Além disso, a reforma reconheceu explicitamente que se aplicam ao sistema de improbidade administrativa os princípios constitucionais do direito administrativo sancionador (art. 1º, parágrafo 4º). Ainda que o Direito Administrativo Sancionador esteja cada vez mais consolidado, nas suas mais diversas áreas de aplicação, a positivação desse sub-ramo do direito administrativo afasta qualquer dúvida sobre as garantias constitucionais aplicáveis também no direito administrativo e não só no direito penal, o direito punitivo por excelência. Assim, os princípios constitucionais de protetivos aos indivíduos em relação às sanções estatais aplicam-se à tutela da improbidade. Legalidade, tipicidade, pessoalidade, irretroatividade, proporcionalidade, todos previstos no rol do artigo 5º da Constituição Federal estão, em suma, guiando os ilícitos e as sanções por improbidade.
Dentre os diversos princípios protetivos aplicáveis, neste texto, destaca-se a importância do binômio legalidade-tipicidade. Tais elementos são os que garantem, em sua totalidade a segurança jurídica necessária à aplicação do direito sancionador. Enquanto a legalidade está pautada pela primazia e reserva da lei, ao prever ilícitos e impor sanções, a tipicidade é o que dá substrato aos elementos trazidos pela lei e necessários à condenação pelo ilícito de improbidade. De acordo com Heraldo Garcia Vitta,1 as sanções restariam esvaziadas na medida em que seu conteúdo não pudesse ser definido de modo exaustivo, ainda mais em se tratando de sanções de supremacia geral, como as de improbidade. Para o autor, a tipicidade é corolário da legalidade.
Já Celso Antônio Bandeira de Mello2 complementa que os pressupostos de segurança jurídica estariam prejudicados, ainda que os ilícitos e as sanções estivessem previstos em lei em sentido formal, se estivessem dispostos de modo insuficiente, conferindo uma margem maior para o administrador aplicá-las de acordo com seus próprios critérios, de modo que os administrados não teriam condições de prever as maneiras necessárias para se afastar de condutas ilícitas. Portanto, tão importante quanto a previsão em lei das condutas e sanções por improbidade, é a tipificação clara e precisa do comportamento jurídico que enseja punição, de modo a garantir previsibilidade e segurança jurídica aos administrados.
Dentre tantos aspectos novos trazidos e que deverão ser objeto de discussão jurisprudencial, está a taxatividade ou não dos ilícitos por improbidade administrativa e consequentemente, sua relação com o princípio da tipicidade da norma administrativa sancionadora.

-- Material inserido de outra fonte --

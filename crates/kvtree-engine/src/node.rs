//! Node snapshots and value encoding.

use serde::{Deserialize, Serialize};
use serde_json::Value;

/// A node as read from the store at one moment.
#[derive(Clone, Debug, PartialEq, Serialize, Deserialize)]
pub struct NodeSnapshot {
    /// The node's full path; empty for the root.
    pub path: Vec<String>,
    /// The stored value; `Value::Null` when created without one.
    pub value: Value,
    /// Child segment names in insertion order.
    pub children: Vec<String>,
}

impl NodeSnapshot {
    /// The node's own segment, or `None` for the root.
    pub fn key(&self) -> Option<&str> {
        self.path.last().map(String::as_str)
    }

    /// Returns `true` if the node has no children.
    pub fn is_leaf(&self) -> bool {
        self.children.is_empty()
    }

    /// Path of the named child.
    pub fn child_path(&self, child: &str) -> Vec<String> {
        child_path(&self.path, child)
    }
}

/// A node to create in a batch.
#[derive(Clone, Debug, PartialEq, Serialize, Deserialize)]
pub struct NodeSpec {
    pub path: Vec<String>,
    #[serde(default)]
    pub value: Value,
}

impl NodeSpec {
    pub fn new(path: Vec<String>, value: Value) -> Self {
        Self { path, value }
    }
}

/// Serialize a value deterministically.
///
/// `serde_json` keeps object keys in a sorted map (the `preserve_order`
/// feature is not enabled in this workspace), so equal values always produce
/// identical bytes, with keys sorted at every nesting level.
pub fn canonical_json(value: &Value) -> String {
    value.to_string()
}

/// Human-readable rendering of a path for logs and errors: `/a/b`, or `/`
/// for the root. Not an escaped path; use `kvtree_path::create_path` for that.
pub fn display_path(path: &[String]) -> String {
    format!("/{}", path.join("/"))
}

pub(crate) fn child_path(parent: &[String], child: &str) -> Vec<String> {
    let mut path = Vec::with_capacity(parent.len() + 1);
    path.extend_from_slice(parent);
    path.push(child.to_string());
    path
}

#[cfg(test)]
mod tests {
    use super::*;
    use serde_json::json;

    #[test]
    fn canonical_json_sorts_keys() {
        let a = json!({"b": 1, "a": {"d": 2, "c": 3}});
        assert_eq!(canonical_json(&a), r#"{"a":{"c":3,"d":2},"b":1}"#);
        assert_eq!(canonical_json(&json!([3, 1, 2])), "[3,1,2]");
        assert_eq!(canonical_json(&json!("v")), "\"v\"");
        assert_eq!(canonical_json(&Value::Null), "null");
    }

    #[test]
    fn equal_values_serialize_identically() {
        let one: Value = serde_json::from_str(r#"{"x": 1, "y": 2}"#).unwrap();
        let two: Value = serde_json::from_str(r#"{"y": 2, "x": 1}"#).unwrap();
        assert_eq!(canonical_json(&one), canonical_json(&two));
    }

    #[test]
    fn snapshot_helpers() {
        let node = NodeSnapshot {
            path: vec!["a".into(), "b".into()],
            value: json!(1),
            children: vec![],
        };
        assert_eq!(node.key(), Some("b"));
        assert!(node.is_leaf());
        assert_eq!(node.child_path("c"), vec!["a", "b", "c"]);

        let root = NodeSnapshot {
            path: vec![],
            value: Value::Null,
            children: vec!["a".into()],
        };
        assert_eq!(root.key(), None);
        assert!(!root.is_leaf());
    }

    #[test]
    fn display_paths() {
        assert_eq!(display_path(&[]), "/");
        assert_eq!(display_path(&["a".to_string(), "b".to_string()]), "/a/b");
    }
}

Antes da reforma, a lei 8.429/92 considerava que o rol de ilícitos, em suas três modalidades, tinha caráter exemplificativo, ou seja, a lei não se referia exaustivamente às condutas puníveis, podendo o agente ser sancionado por uma conduta que não estaria ali prevista. O argumento era validado pela presença do advérbio “notadamente” no caput dos referidos artigos, antes de apresentar o rol de condutas ensejadoras de ato de improbidade.
Como visto, o intuito da reforma da lei de improbidade é garantir segurança jurídica aos administradores públicos e adequá-la aos pressupostos do Direito Administrativo Sancionador, sendo o princípio da tipicidade um elemento relevante para a concretização desses objetivos. Desse modo, seria contra as próprias razões da reforma que o rol de ilícitos tipificados fosse meramente exemplificativo. Porém, a redação legal parece não condizer com esse argumento.
As dúvidas quanto a taxatividade dos atos previstos no artigo 11, ou seja, os que apontam os atos de improbidade atentatórios aos princípios da Administração Pública parecem ter desaparecido com a reforma da Lei. O advérbio “notadamente” foi retirado, não restando questionamentos: os atos de improbidade atentatórios aos princípios da administrativos são taxativos, ou seja, os agentes só podem ser punidos pelas condutas ali previstas. O caput do artigo considera ilícito “a ação ou omissão dolosa que viole os deveres de honestidade, de imparcialidade e de legalidade, caracterizada por uma das seguintes condutas”. A palavra “caracterizada” corrobora que, no que tange a tal artigo, o rol é exaustivo.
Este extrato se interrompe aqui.